The cell plasma membrane provides a highly interactive platform for the information transfer between the inside and outside of cells. The surface glycoprotein interaction network is extremely important in many extracellular events, and aberrant protein interactions are closely correlated with various diseases including cancer. Comprehensive analysis of cell surface protein interactions will deepen our understanding of the collaborations among surface proteins to regulate cellular activity. In this work, we developed a method integrating chemical crosslinking, an enzymatic reaction, and MS-based proteomics to systematically characterize proteins interacting with surface glycoproteins, and then constructed the surfaceome interaction network. Glycans covalently bound to proteins were employed as "baits", and proteins that interact with surface glycoproteins were connected using chemical crosslinking. Glycans on surface glycoproteins were oxidized with galactose oxidase (GAO) and sequentially surface glycoproteins together with their interactors ("prey") were enriched through hydrazide chemistry. In combination with quantitative proteomics, over 300 proteins interacting with surface glycoproteins were identified. Many important domains related to extracellular events were found on these proteins. Based on the protein-protein interaction database, we constructed the interaction network among the identified proteins, in which the hub proteins play more important roles in the interactome. Through analysis of crosslinked peptides, specific interactors were identified for glycoproteins on the cell surface. The newly developed method can be extensively applied to study glycoprotein interactions on the cell surface, including the dynamics of the surfaceome interactions in cells with external stimuli.

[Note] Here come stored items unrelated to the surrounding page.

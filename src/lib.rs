pub use count_cursor::CountCursor;
pub use cursor::{BidirectionalCursor, Cursor, RandomAccessCursor};
pub use func_cursor::{MutateCursor, PullCursor};
pub use map_cursor::{MapCursor, Transform};
pub use range::{count_range, value_range, Range, RangeIter};
pub use step::{Jump, Step, StepBack};
pub use tier::Tier;
pub use value_cursor::ValueCursor;

mod count_cursor;
mod cursor;
mod func_cursor;
mod map_cursor;
mod range;
mod step;
mod tier;
mod value_cursor;
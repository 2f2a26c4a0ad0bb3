use num_traits::{PrimInt, Signed};

use crate::tier::Tier;

// A value-semantic position in an imaginary sequence. A cursor owns all the
// state it needs to produce its current element and to move to the next one;
// equality decides whether two cursors denote the same position. Operations
// beyond this minimum live in the extension traits below, so invoking an
// operation a cursor does not support is a missing-bound compile error, never
// a runtime branch.
pub trait Cursor: Clone + PartialEq {
    type Item;

    // The capability tier, as a compile-time constant so that generic
    // consumers can pick a traversal strategy without inspecting state.
    const TIER: Tier;

    // Produce the element at the current position.
    fn current(&self) -> Self::Item;

    // Move to the next position.
    fn advance(&mut self);

    // Move to the next position, returning the cursor as it was before the
    // move.
    fn advance_copy(&mut self) -> Self {
        let before = self.clone();
        self.advance();
        before
    }
}

pub trait BidirectionalCursor: Cursor {
    // Move to the previous position.
    fn retreat(&mut self);

    fn retreat_copy(&mut self) -> Self {
        let before = self.clone();
        self.retreat();
        before
    }
}

// Cursors with constant-time positional arithmetic. Ordering compares
// positions along the sequence.
pub trait RandomAccessCursor: BidirectionalCursor + PartialOrd {
    type Delta: PrimInt + Signed;

    // Move by delta positions, negative meaning backwards.
    fn seek(&mut self, delta: Self::Delta);

    // The number of advances that takes start to self.
    fn distance_from(&self, start: &Self) -> Self::Delta;

    fn seek_back(&mut self, delta: Self::Delta) {
        self.seek(-delta);
    }

    // A copy of this cursor moved forward by delta.
    fn ahead(&self, delta: Self::Delta) -> Self {
        let mut cpy = self.clone();
        cpy.seek(delta);
        cpy
    }

    // A copy of this cursor moved backward by delta.
    fn behind(&self, delta: Self::Delta) -> Self {
        let mut cpy = self.clone();
        cpy.seek(-delta);
        cpy
    }

    // The element delta positions away, without moving this cursor.
    fn peek_at(&self, delta: Self::Delta) -> Self::Item {
        let mut cpy = self.clone();
        cpy.seek(delta);
        cpy.current()
    }
}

Fig. 1. (a) Experimental procedure for investigating the cell surface glycoprotein interactions by integrating chemical crosslinking, an enzymatic reaction, and MS-based proteomics. (b) Detailed procedure for identification and quantification of proteins interacting with surface glycoproteins using multiplexed MS-based proteomics.

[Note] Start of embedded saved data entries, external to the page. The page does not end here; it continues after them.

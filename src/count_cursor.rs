use std::cmp::Ordering;

use num_traits::{NumCast, ToPrimitive};

use crate::cursor::{BidirectionalCursor, Cursor, RandomAccessCursor};
use crate::tier::Tier;

// Overlays a monotonic counter on another cursor. Every move steps the inner
// cursor and the counter in lockstep, but equality, ordering and distance
// consult the counter alone. Pairing a cursor at count 0 against a copy at
// count n therefore bounds a traversal of exactly n elements, even when the
// inner cursor has no reachable end position of its own (a pull cursor, say).
#[derive(Debug, Clone, Copy)]
pub struct CountCursor<C> {
    inner: C,
    count: isize,
}

impl<C> CountCursor<C> {
    pub fn new(inner: C) -> Self {
        Self::with_count(inner, 0)
    }

    pub fn with_count(inner: C, count: isize) -> Self {
        CountCursor { inner, count }
    }

    pub fn count(&self) -> isize {
        self.count
    }

    pub fn inner(&self) -> &C {
        &self.inner
    }

    pub fn into_inner(self) -> C {
        self.inner
    }
}

// Counts only; the inner cursors' own notion of equality is deliberately
// ignored.
impl<C, D> PartialEq<CountCursor<D>> for CountCursor<C> {
    fn eq(&self, other: &CountCursor<D>) -> bool {
        self.count == other.count
    }
}

impl<C, D> PartialOrd<CountCursor<D>> for CountCursor<C> {
    fn partial_cmp(&self, other: &CountCursor<D>) -> Option<Ordering> {
        self.count.partial_cmp(&other.count)
    }
}

impl<C: Cursor> Cursor for CountCursor<C> {
    type Item = C::Item;
    const TIER: Tier = C::TIER;

    fn current(&self) -> C::Item {
        self.inner.current()
    }

    fn advance(&mut self) {
        self.inner.advance();
        self.count += 1;
    }
}

impl<C: BidirectionalCursor> BidirectionalCursor for CountCursor<C> {
    fn retreat(&mut self) {
        self.inner.retreat();
        self.count -= 1;
    }
}

impl<C: RandomAccessCursor> RandomAccessCursor for CountCursor<C> {
    type Delta = C::Delta;

    fn seek(&mut self, delta: C::Delta) {
        self.inner.seek(delta);
        self.count += delta.to_isize().expect("cursor offset does not fit in a count");
    }

    // The difference of the counts, not of the inner cursors.
    fn distance_from(&self, start: &Self) -> C::Delta {
        <C::Delta as NumCast>::from(self.count - start.count)
            .expect("count difference does not fit in the inner cursor's delta type")
    }
}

Fig. 2. (a) Identification and quantification of an example peptide. The inset shows the TMT reporter ion intensities, which are used for the quantification. (b) Volcano plot illustrating proteins with statistically significant abundance differences between the crosslinking and control samples. Significant differences are defined with the abundance change >2 fold and the P value <0.05.

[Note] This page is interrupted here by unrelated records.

use std::cmp::Ordering;

use crate::cursor::{BidirectionalCursor, Cursor, RandomAccessCursor};
use crate::tier::Tier;

// A pure element transform, with the output as an associated type so that
// wrapper types can name it. Any cloneable Fn(In) -> Out qualifies through
// the blanket impl.
pub trait Transform<In>: Clone {
    type Output;

    fn apply(&self, input: In) -> Self::Output;
}

impl<In, Out, F> Transform<In> for F
where
    F: Fn(In) -> Out + Clone,
{
    type Output = Out;

    fn apply(&self, input: In) -> Out {
        self(input)
    }
}

// Wraps a cursor and a transform. Position, equality and ordering belong
// entirely to the inner cursor; only the produced element changes, and it is
// recomputed on every access rather than cached, so a dereference always
// reflects the inner cursor's present element.
pub struct MapCursor<C: Cursor, F: Transform<C::Item>> {
    inner: C,
    func: F,
    // Landing slot for current_ref(): the freshly mapped element has to live
    // somewhere addressable before it can be borrowed. Not propagated by
    // clone.
    slot: Option<F::Output>,
}

impl<C: Cursor, F: Transform<C::Item>> MapCursor<C, F> {
    pub fn new(inner: C, func: F) -> Self {
        MapCursor {
            inner,
            func,
            slot: None,
        }
    }

    pub fn inner(&self) -> &C {
        &self.inner
    }

    pub fn inner_mut(&mut self) -> &mut C {
        &mut self.inner
    }

    pub fn into_inner(self) -> C {
        self.inner
    }

    // Map the current element and borrow the result in place. The borrow is
    // served from a slot inside the cursor and goes stale on the next
    // current_ref() call; the borrow checker enforces that.
    pub fn current_ref(&mut self) -> &F::Output {
        let mapped = self.func.apply(self.inner.current());
        self.slot.insert(mapped)
    }
}

impl<C: Cursor, F: Transform<C::Item>> Clone for MapCursor<C, F> {
    fn clone(&self) -> Self {
        // The slot's content belongs to current_ref() borrows of the source
        // and does not travel, which also spares F::Output a Clone bound.
        MapCursor {
            inner: self.inner.clone(),
            func: self.func.clone(),
            slot: None,
        }
    }
}

// The transforms play no role in comparisons, so cursors mapped through
// different transforms still compare by position.
impl<C, D, F, G> PartialEq<MapCursor<D, G>> for MapCursor<C, F>
where
    C: Cursor + PartialEq<D>,
    D: Cursor,
    F: Transform<C::Item>,
    G: Transform<D::Item>,
{
    fn eq(&self, other: &MapCursor<D, G>) -> bool {
        self.inner == other.inner
    }
}

impl<C, F> PartialOrd for MapCursor<C, F>
where
    C: Cursor + PartialOrd,
    F: Transform<C::Item>,
{
    fn partial_cmp(&self, other: &Self) -> Option<Ordering> {
        self.inner.partial_cmp(&other.inner)
    }
}

impl<C: Cursor, F: Transform<C::Item>> Cursor for MapCursor<C, F> {
    type Item = F::Output;
    const TIER: Tier = C::TIER;

    fn current(&self) -> F::Output {
        self.func.apply(self.inner.current())
    }

    fn advance(&mut self) {
        self.inner.advance();
    }
}

impl<C: BidirectionalCursor, F: Transform<C::Item>> BidirectionalCursor for MapCursor<C, F> {
    fn retreat(&mut self) {
        self.inner.retreat();
    }
}

impl<C: RandomAccessCursor, F: Transform<C::Item>> RandomAccessCursor for MapCursor<C, F> {
    type Delta = C::Delta;

    fn seek(&mut self, delta: C::Delta) {
        self.inner.seek(delta);
    }

    fn distance_from(&self, start: &Self) -> C::Delta {
        self.inner.distance_from(&start.inner)
    }
}

#[cfg(test)]
mod tests {
    use super::*;
    use crate::value_cursor::ValueCursor;

    #[test]
    fn dereference_recomputes_every_time() {
        let mut cur = MapCursor::new(ValueCursor::new(10i32), |x: i32| x * 2);
        assert_eq!(cur.current(), 20);

        // Mutating the inner cursor's element between two accesses changes
        // the second result; nothing is cached.
        *cur.inner_mut().get_mut() = 25;
        assert_eq!(cur.current(), 50);
    }

    #[test]
    fn positions_forward_to_inner() {
        let start = MapCursor::new(ValueCursor::new(0i32), |x: i32| x + 100);
        let mut cur = start.clone();
        cur.advance();
        cur.advance();
        assert_eq!(cur.current(), 102);
        cur.retreat();
        assert_eq!(cur.current(), 101);

        cur.seek(5);
        assert_eq!(cur.current(), 106);
        assert_eq!(cur.inner().get(), &6);

        assert_eq!(cur.distance_from(&start), 6);
        assert_eq!(cur.peek_at(-2), 104);
        assert!(start < cur);
    }

    #[test]
    fn equality_ignores_the_transform() {
        // Different transforms, same position: equal.
        let a = MapCursor::new(ValueCursor::new(4i32), |x: i32| x * 2);
        let b = MapCursor::new(ValueCursor::new(4i32), |x: i32| x * 3);
        let c = MapCursor::new(ValueCursor::new(5i32), |x: i32| x * 2);
        assert!(a == b);
        assert!(a != c);
    }

    #[test]
    fn tier_forwards_from_inner() {
        // Can't name the closure type, so check through a local binding.
        fn tier_of<C: Cursor>(_: &C) -> Tier {
            C::TIER
        }
        let cur = MapCursor::new(ValueCursor::new(1u16), |x: u16| x);
        assert_eq!(tier_of(&cur), Tier::RandomAccess);
    }

    #[test]
    fn current_ref_borrows_the_mapped_element() {
        let mut cur = MapCursor::new(ValueCursor::new(3i32), |x: i32| x + 1);
        assert_eq!(*cur.current_ref(), 4);
        cur.advance();
        assert_eq!(*cur.current_ref(), 5);
    }

    #[test]
    fn mapping_to_an_uncloneable_element_composes() {
        // No Clone, no Default.
        struct Opaque(i32);

        let inner = MapCursor::new(ValueCursor::new(2i32), |x: i32| Opaque(x * 10));
        let mut outer = MapCursor::new(inner, |o: Opaque| o.0 + 1);
        assert_eq!(outer.current(), 21);
        outer.advance();
        assert_eq!(outer.current(), 31);
        assert_eq!(outer.current_ref(), &31);

        // Cloning the outer cursor is still possible; the slot stays behind.
        let clone = outer.clone();
        assert_eq!(clone.current(), 31);
    }
}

Fig. 3. (a) Classification of the identified proteins interacting with surface glycoproteins based on cellular component. (b) Clustering of the identified proteins based on molecular function.

Fig. 4. Domain analysis for the identified proteins that interacted with surface glycoproteins. The number of proteins containing each domain is on the left side and the total hit number of each domain is on the right. For example, 6 proteins contain immunoglobulin (Ig) domain, and in total, these proteins have 172 Ig domains. The domains appeared in at least five proteins are shown here.

Fig. 5. Interaction network of the identified proteins that interacted with surface glycoproteins. All the interactions were downloaded from the IntAct database and visualized by Cytoscape. The proteins with ≥20 interactions were enlarged. The proteins that overlap with those interacting with surface glycoproteins identified in this work are shown in blue and the rest are in gray.

Fig. 6. (a) An example tandem MS of the crosslinked peptide, NAKFYPVTR(3)-EKVNDQAK(2). (b) Some protein–protein interactions based on the identified crosslinked peptides. The proteins also found in the data set of the surface glycoprotein interactors from quantitative proteomics were colored in light green and proteins from the data set of surface glycoproteins identified in this work were in orange. (c) Protein–protein interaction network constructed from the IntAct database. Proteins identified based on the crosslinked peptides were in dark blue and the remaining proteins from IntAct were in light blue. The identified interactions were colored in red and the known interactions from IntAct were in gray.